== Dataset ==

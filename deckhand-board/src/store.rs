//! Persistence boundary - the single suspending step of a move.
//!
//! The engine computes diffs synchronously and hands each one to a
//! [`TaskStore`] as one logical write. The store contract is all-or-nothing:
//! a partially-applied diff is an invariant violation. [`MemoryStore`] is
//! the reference implementation used by tests and examples; real
//! applications put their sync layer behind the same trait.

use crate::error::{BoardError, Result};
use crate::types::{Task, TaskId, TaskPatch};
use async_trait::async_trait;
use chrono::{DateTime, Utc};
use serde::Serialize;
use std::collections::HashMap;
use std::sync::atomic::{AtomicBool, Ordering};
use std::sync::{Mutex, MutexGuard};

/// Commit function for reconciled moves.
///
/// Invoked once per move (and once per undo, which is an ordinary update
/// through the same path). Failure means nothing was applied; the caller
/// rolls in-memory state back so the UI and the source of truth never
/// diverge.
#[async_trait]
pub trait TaskStore: Send + Sync {
    /// Apply one diff to one task as an atomic write
    async fn apply(&self, id: &TaskId, patch: &TaskPatch) -> Result<()>;
}

/// One committed diff, newest last
#[derive(Debug, Clone, Serialize)]
pub struct JournalEntry {
    pub task: TaskId,
    pub patch: TaskPatch,
    pub applied_at: DateTime<Utc>,
}

/// In-memory [`TaskStore`] keeping a journal of every applied diff.
///
/// Supports injected failure so callers can exercise the rollback path.
#[derive(Default)]
pub struct MemoryStore {
    tasks: Mutex<HashMap<TaskId, Task>>,
    journal: Mutex<Vec<JournalEntry>>,
    fail_next: AtomicBool,
}

impl MemoryStore {
    /// Create an empty store
    pub fn new() -> Self {
        Self::default()
    }

    /// Seed the store with a task
    pub fn insert(&self, task: Task) {
        lock(&self.tasks).insert(task.id.clone(), task);
    }

    /// Read a task back
    pub fn get(&self, id: &TaskId) -> Option<Task> {
        lock(&self.tasks).get(id).cloned()
    }

    /// Every diff applied so far, oldest first
    pub fn journal(&self) -> Vec<JournalEntry> {
        lock(&self.journal).clone()
    }

    /// Make the next `apply` call fail without touching state
    pub fn fail_next_apply(&self) {
        self.fail_next.store(true, Ordering::SeqCst);
    }
}

#[async_trait]
impl TaskStore for MemoryStore {
    async fn apply(&self, id: &TaskId, patch: &TaskPatch) -> Result<()> {
        if self.fail_next.swap(false, Ordering::SeqCst) {
            return Err(BoardError::storage("injected apply failure"));
        }

        let mut tasks = lock(&self.tasks);
        let task = tasks.get_mut(id).ok_or_else(|| BoardError::TaskNotFound {
            id: id.to_string(),
        })?;
        patch.apply_to(task);

        lock(&self.journal).push(JournalEntry {
            task: id.clone(),
            patch: patch.clone(),
            applied_at: Utc::now(),
        });
        Ok(())
    }
}

/// Lock a mutex, recovering the data from a poisoned guard
fn lock<T>(mutex: &Mutex<T>) -> MutexGuard<'_, T> {
    mutex.lock().unwrap_or_else(|poisoned| poisoned.into_inner())
}
//! Task and project types

use super::ids::{ProjectId, TaskId};
use super::partition::Partition;
use super::position::PositionKey;
use super::status::Status;
use crate::auto_color::project_color;
use crate::error::Result;
use crate::index;
use serde::{Deserialize, Serialize};
use tracing::info;

/// A work item on the board.
///
/// `position` is assigned once at creation (tail of the initial partition)
/// and recomputed exactly once per successful move. No other mutation
/// touches it. `status` and `project` change only through an explicit move
/// or an explicit independent mutation, never as a side effect of
/// reordering.
#[derive(Debug, Clone, PartialEq, Serialize, Deserialize)]
pub struct Task {
    pub id: TaskId,
    pub title: String,
    pub status: Status,
    /// Project bucket; `None` means the implicit "no project" bucket
    #[serde(default, skip_serializing_if = "Option::is_none")]
    pub project: Option<ProjectId>,
    /// Fractional order key - the canonical ordering source of truth
    #[serde(default = "PositionKey::missing")]
    pub position: PositionKey,
    /// Forced by status transitions: entering Done sets it, leaving clears it
    #[serde(default)]
    pub completed: bool,
    /// Hides an archived task from the active view without deleting it;
    /// cleared when the task re-enters the active stage
    #[serde(default)]
    pub excluded_from_active: bool,

    /// Legacy integer order - accepted on read for backward compat and
    /// written back only until [`migrate_legacy_order`] has replaced it
    /// with a canonical fractional key. Dropping it earlier would destroy
    /// an unmigrated task's only ordering information on save.
    #[serde(default, skip_serializing_if = "Option::is_none", rename = "order")]
    _legacy_order: Option<i64>,
}

impl Task {
    /// Create a task with an explicit position key
    pub fn new(
        title: impl Into<String>,
        status: Status,
        project: Option<ProjectId>,
        position: PositionKey,
    ) -> Self {
        Self {
            id: TaskId::new(),
            title: title.into(),
            status,
            project,
            position,
            completed: status.is_done(),
            excluded_from_active: false,
            _legacy_order: None,
        }
    }

    /// Create a task placed at the tail of its partition.
    ///
    /// This is the creation-time position assignment: the new task sorts
    /// after every current member of the partition.
    pub fn at_partition_tail(
        tasks: &[Task],
        title: impl Into<String>,
        partition: Partition,
    ) -> Result<Self> {
        let ordered = index::ordered_within_partition(tasks, &partition);
        let last = ordered.last().map(|t| index::key_of(t)).transpose()?;
        let position = PositionKey::generate(last, None)?;
        Ok(Self::new(title, partition.status, partition.project, position))
    }

    /// The partition this task currently belongs to
    pub fn partition(&self) -> Partition {
        Partition::of(self)
    }

    /// Check whether this task still carries a legacy integer order
    pub fn has_legacy_order(&self) -> bool {
        self._legacy_order.is_some()
    }
}

/// Assign fresh fractional keys to partition members that only carry the
/// legacy integer `order` field.
///
/// Migrated tasks are appended after the partition's current tail in legacy
/// order (ties and missing values keep arrival order). Returns the number of
/// tasks migrated. After migration the string key is the only ordering
/// source of truth and the integer is no longer serialized; run this on
/// load, before any write-back of legacy data.
pub fn migrate_legacy_order(tasks: &mut [Task], partition: &Partition) -> Result<usize> {
    let mut tail: Option<PositionKey> = tasks
        .iter()
        .filter(|t| partition.contains(t) && t.position.is_usable())
        .map(|t| t.position.clone())
        .max();

    let mut pending: Vec<usize> = (0..tasks.len())
        .filter(|&i| partition.contains(&tasks[i]) && !tasks[i].position.is_usable())
        .collect();
    pending.sort_by_key(|&i| tasks[i]._legacy_order.unwrap_or(i64::MAX));

    let migrated = pending.len();
    for i in pending {
        let key = PositionKey::generate(tail.as_ref(), None)?;
        tasks[i].position = key.clone();
        tasks[i]._legacy_order = None;
        tail = Some(key);
    }

    if migrated > 0 {
        info!(count = migrated, "migrated legacy integer order to fractional keys");
    }
    Ok(migrated)
}

/// A project - the second, optional grouping dimension.
///
/// `display_order` orders project columns themselves and lives in its own
/// key space, never compared with task keys.
#[derive(Debug, Clone, PartialEq, Serialize, Deserialize)]
pub struct Project {
    pub id: ProjectId,
    pub name: String,
    /// 6-char hex without `#`
    pub color: String,
    pub display_order: PositionKey,
}

impl Project {
    /// Create a project with an auto-assigned color
    pub fn new(name: impl Into<String>, display_order: PositionKey) -> Self {
        let name = name.into();
        let color = project_color(&name).to_string();
        Self {
            id: ProjectId::new(),
            name,
            color,
            display_order,
        }
    }

    /// Override the auto-assigned color
    pub fn with_color(mut self, color: impl Into<String>) -> Self {
        self.color = color.into();
        self
    }
}

#[cfg(test)]
mod tests {
    use super::*;

    #[test]
    fn test_new_task_completed_tracks_status() {
        let t = Task::new("a", Status::Queued, None, PositionKey::initial());
        assert!(!t.completed);

        let t = Task::new("b", Status::Done, None, PositionKey::initial());
        assert!(t.completed);
    }

    #[test]
    fn test_creation_places_at_tail() {
        let partition = Partition::new(Status::Queued, None);
        let first = Task::at_partition_tail(&[], "first", partition.clone()).unwrap();
        let tasks = vec![first.clone()];
        let second = Task::at_partition_tail(&tasks, "second", partition.clone()).unwrap();

        assert!(second.position > first.position);
        assert_eq!(second.partition(), partition);
    }

    #[test]
    fn test_tail_placement_ignores_other_partitions() {
        let queued = Partition::new(Status::Queued, None);
        let done = Partition::new(Status::Done, None);

        let mut tasks = Vec::new();
        for i in 0..3 {
            tasks.push(Task::at_partition_tail(&tasks, format!("q{}", i), queued.clone()).unwrap());
        }
        let in_done = Task::at_partition_tail(&tasks, "d0", done).unwrap();

        // First member of an empty partition gets the mid-range default
        assert_eq!(in_done.position, PositionKey::initial());
    }

    #[test]
    fn test_legacy_order_survives_round_trip_until_migrated() {
        let json = r#"{
            "id": "t1",
            "title": "Old task",
            "status": "queued",
            "order": 3
        }"#;
        let task: Task = serde_json::from_str(json).unwrap();
        assert!(task.has_legacy_order());
        assert!(!task.position.is_usable());

        // Saving an unmigrated task must not destroy its only ordering
        // information
        let out = serde_json::to_string(&task).unwrap();
        assert!(out.contains("\"order\":3"));
        let back: Task = serde_json::from_str(&out).unwrap();
        assert!(back.has_legacy_order());

        // Once migrated, the fractional key is canonical and the integer
        // is gone from the wire form
        let mut tasks = vec![task];
        migrate_legacy_order(&mut tasks, &Partition::new(Status::Queued, None)).unwrap();
        let out = serde_json::to_string(&tasks[0]).unwrap();
        assert!(!out.contains("\"order\""));
        assert!(tasks[0].position.is_usable());
    }

    #[test]
    fn test_migrate_legacy_order() {
        let partition = Partition::new(Status::Queued, None);
        let keyed = Task::at_partition_tail(&[], "keyed", partition.clone()).unwrap();

        let legacy = |id: &str, order: i64| -> Task {
            serde_json::from_str(&format!(
                r#"{{"id": "{}", "title": "{}", "status": "queued", "order": {}}}"#,
                id, id, order
            ))
            .unwrap()
        };

        // Out of arrival order on purpose
        let mut tasks = vec![legacy("b", 2), keyed.clone(), legacy("a", 1)];
        let migrated = migrate_legacy_order(&mut tasks, &partition).unwrap();
        assert_eq!(migrated, 2);

        let ordered = index::ordered_within_partition(&tasks, &partition);
        let titles: Vec<&str> = ordered.iter().map(|t| t.title.as_str()).collect();
        assert_eq!(titles, ["keyed", "a", "b"]);
        assert!(tasks.iter().all(|t| !t.has_legacy_order()));
        assert!(tasks.iter().all(|t| t.position.is_usable()));
    }

    #[test]
    fn test_project_auto_color() {
        let p = Project::new("Infra", PositionKey::initial());
        assert_eq!(p.color.len(), 6);
        assert!(p.color.chars().all(|c| c.is_ascii_hexdigit()));

        let p = p.with_color("1d76db");
        assert_eq!(p.color, "1d76db");
    }

    #[test]
    fn test_task_serialization_skips_empty_project() {
        let t = Task::new("a", Status::Queued, None, PositionKey::initial());
        let json = serde_json::to_string(&t).unwrap();
        assert!(!json.contains("\"project\""));
    }
}
//! Minimal field diffs produced by move reconciliation

use super::ids::ProjectId;
use super::position::PositionKey;
use super::status::Status;
use super::task::Task;
use serde::{Deserialize, Serialize};

/// The minimal set of field changes realizing one move.
///
/// Only fields that actually change are present; a same-partition reorder
/// carries nothing but `position`. The whole patch is committed as one
/// atomic write - a partially-applied patch is an invariant violation.
///
/// `project` is doubly optional: absent means "unchanged", `Some(None)`
/// means "move to the no-project bucket".
#[derive(Debug, Clone, Default, PartialEq, Serialize, Deserialize)]
pub struct TaskPatch {
    #[serde(default, skip_serializing_if = "Option::is_none")]
    pub position: Option<PositionKey>,
    #[serde(default, skip_serializing_if = "Option::is_none")]
    pub status: Option<Status>,
    #[serde(default, skip_serializing_if = "Option::is_none")]
    pub project: Option<Option<ProjectId>>,
    #[serde(default, skip_serializing_if = "Option::is_none")]
    pub completed: Option<bool>,
    #[serde(default, skip_serializing_if = "Option::is_none")]
    pub excluded_from_active: Option<bool>,
}

impl TaskPatch {
    /// Check whether the patch changes anything at all
    pub fn is_empty(&self) -> bool {
        self.position.is_none()
            && self.status.is_none()
            && self.project.is_none()
            && self.completed.is_none()
            && self.excluded_from_active.is_none()
    }

    /// Apply every present field to the task
    pub fn apply_to(&self, task: &mut Task) {
        if let Some(position) = &self.position {
            task.position = position.clone();
        }
        if let Some(status) = self.status {
            task.status = status;
        }
        if let Some(project) = &self.project {
            task.project = project.clone();
        }
        if let Some(completed) = self.completed {
            task.completed = completed;
        }
        if let Some(excluded) = self.excluded_from_active {
            task.excluded_from_active = excluded;
        }
    }

    /// Capture the task's current values for exactly the fields this patch
    /// touches. Applying the snapshot restores the pre-patch state; it is
    /// the prior-fields payload armed for undo and used for rollback.
    pub fn snapshot_of(&self, task: &Task) -> TaskPatch {
        TaskPatch {
            position: self.position.as_ref().map(|_| task.position.clone()),
            status: self.status.map(|_| task.status),
            project: self.project.as_ref().map(|_| task.project.clone()),
            completed: self.completed.map(|_| task.completed),
            excluded_from_active: self.excluded_from_active.map(|_| task.excluded_from_active),
        }
    }
}

#[cfg(test)]
mod tests {
    use super::*;

    fn sample_task() -> Task {
        Task::new("sample", Status::Queued, None, PositionKey::initial())
    }

    #[test]
    fn test_apply_and_snapshot_round_trip() {
        let mut task = sample_task();
        let original = task.clone();

        let patch = TaskPatch {
            position: Some(PositionKey::after_tail(&task.position).unwrap()),
            status: Some(Status::Done),
            completed: Some(true),
            ..Default::default()
        };

        let snapshot = patch.snapshot_of(&task);
        patch.apply_to(&mut task);
        assert_eq!(task.status, Status::Done);
        assert!(task.completed);

        snapshot.apply_to(&mut task);
        assert_eq!(task, original);
    }

    #[test]
    fn test_untouched_fields_absent_from_snapshot() {
        let task = sample_task();
        let patch = TaskPatch {
            position: Some(PositionKey::initial()),
            ..Default::default()
        };
        let snapshot = patch.snapshot_of(&task);
        assert!(snapshot.status.is_none());
        assert!(snapshot.project.is_none());
        assert!(snapshot.completed.is_none());
    }

    #[test]
    fn test_minimal_wire_form() {
        let patch = TaskPatch {
            position: Some(PositionKey::initial()),
            project: Some(Some(ProjectId::from_string("P2"))),
            ..Default::default()
        };
        let json = serde_json::to_value(&patch).unwrap();
        assert_eq!(
            json,
            serde_json::json!({ "position": "i", "project": "P2" })
        );
    }

    #[test]
    fn test_clearing_project_serializes_null() {
        let patch = TaskPatch {
            project: Some(None),
            ..Default::default()
        };
        let json = serde_json::to_value(&patch).unwrap();
        assert_eq!(json, serde_json::json!({ "project": null }));
    }

    #[test]
    fn test_is_empty() {
        assert!(TaskPatch::default().is_empty());
        let patch = TaskPatch {
            completed: Some(true),
            ..Default::default()
        };
        assert!(!patch.is_empty());
    }
}
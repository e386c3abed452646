//! Partition-scoped ordering of tasks and projects.
//!
//! Sorting is a pure read: it never assigns or repairs keys. A task observed
//! without a usable key is a data-integrity defect surfaced by [`key_of`],
//! not silently defaulted (see [`crate::types::migrate_legacy_order`] for
//! the explicit repair path).

use crate::error::{BoardError, Result};
use crate::types::{Partition, PositionKey, Project, Task};
use tracing::warn;

/// The ordering key of a task.
///
/// Fails with [`BoardError::MissingPositionKey`] when the task carries no
/// usable key - callers must migrate such tasks, not guess an order.
pub fn key_of(task: &Task) -> Result<&PositionKey> {
    if task.position.is_usable() {
        Ok(&task.position)
    } else {
        Err(BoardError::MissingPositionKey {
            id: task.id.to_string(),
        })
    }
}

/// Tasks of one partition in visual order.
///
/// Filters to the partition and stable-sorts ascending by key. Duplicate
/// keys are impossible by invariant; if one ever appears the stable sort
/// keeps arrival order rather than flickering, and the duplicate is caught
/// loudly the next time a key is minted against it.
///
/// A member with an unusable key sorts to the head and is reported at warn
/// level - sorting stays a pure read, but the data-integrity defect is
/// visible before a boundary mint trips over it.
pub fn ordered_within_partition<'a>(tasks: &'a [Task], partition: &Partition) -> Vec<&'a Task> {
    let mut members: Vec<&Task> = tasks.iter().filter(|t| partition.contains(t)).collect();
    for member in members.iter().filter(|t| !t.position.is_usable()) {
        warn!(task = %member.id, "task has no usable position key, sorting it first");
    }
    members.sort_by(|a, b| a.position.cmp(&b.position));
    members
}

/// Projects in column display order - a separate key space from task keys
pub fn ordered_projects(projects: &[Project]) -> Vec<&Project> {
    let mut ordered: Vec<&Project> = projects.iter().collect();
    ordered.sort_by(|a, b| a.display_order.cmp(&b.display_order));
    ordered
}
//! Fractional position keys for task ordering.
//!
//! A [`PositionKey`] is a string over the base-36 alphabet `0-9a-z` whose
//! lexicographic order encodes an item's position within its partition. The
//! key space is dense: a distinct value always exists strictly between any
//! two distinct keys, so a single insert never rewrites any other item's key.
//!
//! Keys are treated as base-36 fractions (digits after the radix point).
//! Generated keys never end in the minimum digit `0` - a trailing zero would
//! create a lexicographically-distinct but numerically-equal sibling, leaving
//! no room between the two.

use crate::error::{BoardError, Result};
use serde::{Deserialize, Serialize};
use std::cmp::Ordering;
use std::fmt;

/// Ordered digit alphabet. Index in this table is the digit's value.
const DIGITS: &[u8] = b"0123456789abcdefghijklmnopqrstuvwxyz";

/// Number of symbols in the alphabet
const BASE: usize = DIGITS.len();

/// A fractional order key.
///
/// Keys are opaque and totally ordered within a single partition. Comparing
/// keys from different partitions is meaningless - partitions are independent
/// key spaces.
#[derive(Debug, Clone, PartialEq, Eq, Hash, Serialize, Deserialize)]
#[serde(transparent)]
pub struct PositionKey(String);

impl PositionKey {
    /// The fixed mid-range key assigned to the first item of an empty
    /// partition
    pub fn initial() -> Self {
        Self::generate(None, None).unwrap_or_else(|_| Self("i".to_string()))
    }

    /// The unusable sentinel produced when a stored task carries no key.
    /// Detected by [`PositionKey::is_usable`] and rejected by the index.
    pub(crate) fn missing() -> Self {
        Self(String::new())
    }

    /// Check whether this key can participate in ordering
    pub fn is_usable(&self) -> bool {
        !self.0.is_empty()
    }

    /// Get the key as a string slice
    pub fn as_str(&self) -> &str {
        &self.0
    }

    /// Generate a key strictly between the given bounds.
    ///
    /// - `(None, None)`: the fixed mid-range default for an empty partition.
    /// - `(None, Some(after))`: a key strictly below `after` (insert at head),
    ///   derived from `after`'s own digits.
    /// - `(Some(before), None)`: a key strictly above `before` (insert at
    ///   tail), by incrementing or extending `before`.
    /// - `(Some(before), Some(after))`: requires `before < after`; returns a
    ///   key strictly between them. Where adjacent digits leave no gap the
    ///   key is extended with a digit near the middle of the alphabet, so
    ///   only the inserted key lengthens.
    ///
    /// Pure and deterministic. `before >= after` is a caller contract
    /// violation and fails with [`BoardError::KeyOrderViolation`] rather than
    /// silently producing a wrong key.
    pub fn generate(before: Option<&PositionKey>, after: Option<&PositionKey>) -> Result<Self> {
        if let Some(b) = before {
            b.validate()?;
        }
        if let Some(a) = after {
            a.validate()?;
        }
        if let (Some(b), Some(a)) = (before, after) {
            if b.0 >= a.0 {
                return Err(BoardError::KeyOrderViolation {
                    before: b.0.clone(),
                    after: a.0.clone(),
                });
            }
        }

        let low = before.map(|k| k.0.as_str()).unwrap_or("");
        Ok(Self(midpoint(low, after.map(|k| k.0.as_str()))))
    }

    /// Key between two existing keys
    pub fn between(before: &PositionKey, after: &PositionKey) -> Result<Self> {
        Self::generate(Some(before), Some(after))
    }

    /// Key before the current head of a partition
    pub fn before_head(first: &PositionKey) -> Result<Self> {
        Self::generate(None, Some(first))
    }

    /// Key after the current tail of a partition
    pub fn after_tail(last: &PositionKey) -> Result<Self> {
        Self::generate(Some(last), None)
    }

    /// Validate key shape: non-empty, alphabet digits only, no trailing
    /// minimum digit
    fn validate(&self) -> Result<()> {
        if self.0.is_empty() {
            return Err(BoardError::invalid_key(self.0.as_str(), "empty key"));
        }
        if let Some(bad) = self.0.bytes().find(|b| !DIGITS.contains(b)) {
            return Err(BoardError::invalid_key(
                self.0.as_str(),
                format!("digit {:?} outside alphabet", bad as char),
            ));
        }
        if self.0.ends_with('0') {
            return Err(BoardError::invalid_key(self.0.as_str(), "trailing minimum digit"));
        }
        Ok(())
    }
}

impl PartialOrd for PositionKey {
    fn partial_cmp(&self, other: &Self) -> Option<Ordering> {
        Some(self.cmp(other))
    }
}

impl Ord for PositionKey {
    fn cmp(&self, other: &Self) -> Ordering {
        self.0.cmp(&other.0)
    }
}

impl fmt::Display for PositionKey {
    fn fmt(&self, f: &mut fmt::Formatter<'_>) -> fmt::Result {
        write!(f, "{}", self.0)
    }
}

/// Value of an alphabet byte
fn digit_value(b: u8) -> usize {
    match b {
        b'0'..=b'9' => (b - b'0') as usize,
        b'a'..=b'z' => (b - b'a') as usize + 10,
        // Unreachable for validated keys
        _ => 0,
    }
}

/// Midpoint of two base-36 fractions, `a < b` required.
///
/// `a` may be empty (the open lower boundary, numerically zero); `b` of
/// `None` is the open upper boundary. Walks the common prefix, then either
/// picks the arithmetic midpoint digit where the first differing digits
/// leave a gap, or extends the key by one digit where they are adjacent.
fn midpoint(a: &str, b: Option<&str>) -> String {
    if let Some(b) = b {
        let a_bytes = a.as_bytes();
        let b_bytes = b.as_bytes();
        let mut n = 0;
        while n < b_bytes.len() && a_bytes.get(n).copied().unwrap_or(b'0') == b_bytes[n] {
            n += 1;
        }
        if n > 0 {
            let tail_a = a.get(n..).unwrap_or("");
            return format!("{}{}", &b[..n], midpoint(tail_a, Some(&b[n..])));
        }
    }

    let digit_a = a.as_bytes().first().map(|&c| digit_value(c)).unwrap_or(0);
    let digit_b = b
        .and_then(|s| s.as_bytes().first())
        .map(|&c| digit_value(c))
        .unwrap_or(BASE);

    if digit_b - digit_a > 1 {
        // Room between the digits: take the arithmetic midpoint
        let mid = (digit_a + digit_b + 1) / 2;
        (DIGITS[mid] as char).to_string()
    } else if let Some(b) = b.filter(|s| s.len() > 1) {
        // Adjacent digits but the upper bound has more digits: its first
        // digit alone already sits strictly between the bounds
        b[..1].to_string()
    } else {
        // Adjacent digits with no room above: keep the lower digit and
        // extend into the next fractional place
        let tail_a = a.get(1..).unwrap_or("");
        format!("{}{}", DIGITS[digit_a] as char, midpoint(tail_a, None))
    }
}
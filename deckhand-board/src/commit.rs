//! Atomic commit of a reconciled move with rollback on failure.
//!
//! The patch is applied to the in-memory task first (so the UI reflects the
//! drop immediately), then handed to the store as one logical write. If the
//! store rejects it, the in-memory task is restored to its exact pre-move
//! values before the error propagates - the UI and the source of truth
//! never diverge.
//!
//! The engine does not serialize overlapping moves on one task; rejecting
//! or queueing a second move while one is in flight is the caller's
//! discipline.

use crate::error::Result;
use crate::store::TaskStore;
use crate::types::{Task, TaskPatch};
use crate::undo::UndoHandle;
use tracing::warn;

/// Commit one reconciled move and arm its undo handle.
///
/// On success the returned [`UndoHandle`] replays the pre-move field values
/// through this same commit path when invoked within its window.
pub async fn commit_move<S: TaskStore + ?Sized>(
    store: &S,
    task: &mut Task,
    patch: TaskPatch,
) -> Result<UndoHandle> {
    let prior = patch.snapshot_of(task);
    apply_committed(store, task, &patch).await?;
    Ok(UndoHandle::arm(task.id.clone(), prior))
}

/// The shared commit path for moves, undo replays, and rollbacks.
///
/// Applies the patch in memory, then persists it; a failed persist restores
/// the snapshot so the task is bit-for-bit its pre-patch self.
pub(crate) async fn apply_committed<S: TaskStore + ?Sized>(
    store: &S,
    task: &mut Task,
    patch: &TaskPatch,
) -> Result<()> {
    let snapshot = patch.snapshot_of(task);
    patch.apply_to(task);

    if let Err(err) = store.apply(&task.id, patch).await {
        snapshot.apply_to(task);
        warn!(task = %task.id, error = %err, "commit failed, rolled back in-memory state");
        return Err(err);
    }
    Ok(())
}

===

**About this task**
Quote, with nothing altered, all lines from the start of the entries to the line that carries "pub fn insert(&self, task: Task)", inclusive.

**Completed task**
filename deckhand-board/src/store.rs
//! Persistence boundary - the single suspending step of a move.
//!
//! The engine computes diffs synchronously and hands each one to a
//! [`TaskStore`] as one logical write. The store contract is all-or-nothing:
//! a partially-applied diff is an invariant violation. [`MemoryStore`] is
//! the reference implementation used by tests and examples; real
//! applications put their sync layer behind the same trait.

use crate::error::{BoardError, Result};
use crate::types::{Task, TaskId, TaskPatch};
use async_trait::async_trait;
use chrono::{DateTime, Utc};
use serde::Serialize;
use std::collections::HashMap;
use std::sync::atomic::{AtomicBool, Ordering};
use std::sync::{Mutex, MutexGuard};

/// Commit function for reconciled moves.
///
/// Invoked once per move (and once per undo, which is an ordinary update
/// through the same path). Failure means nothing was applied; the caller
/// rolls in-memory state back so the UI and the source of truth never
/// diverge.
#[async_trait]
pub trait TaskStore: Send + Sync {
    /// Apply one diff to one task as an atomic write
    async fn apply(&self, id: &TaskId, patch: &TaskPatch) -> Result<()>;
}

/// One committed diff, newest last
#[derive(Debug, Clone, Serialize)]
pub struct JournalEntry {
    pub task: TaskId,
    pub patch: TaskPatch,
    pub applied_at: DateTime<Utc>,
}

/// In-memory [`TaskStore`] keeping a journal of every applied diff.
///
/// Supports injected failure so callers can exercise the rollback path.
#[derive(Default)]
pub struct MemoryStore {
    tasks: Mutex<HashMap<TaskId, Task>>,
    journal: Mutex<Vec<JournalEntry>>,
    fail_next: AtomicBool,
}

impl MemoryStore {
    /// Create an empty store
    pub fn new() -> Self {
        Self::default()
    }

    /// Seed the store with a task
    pub fn insert(&self, task: Task) {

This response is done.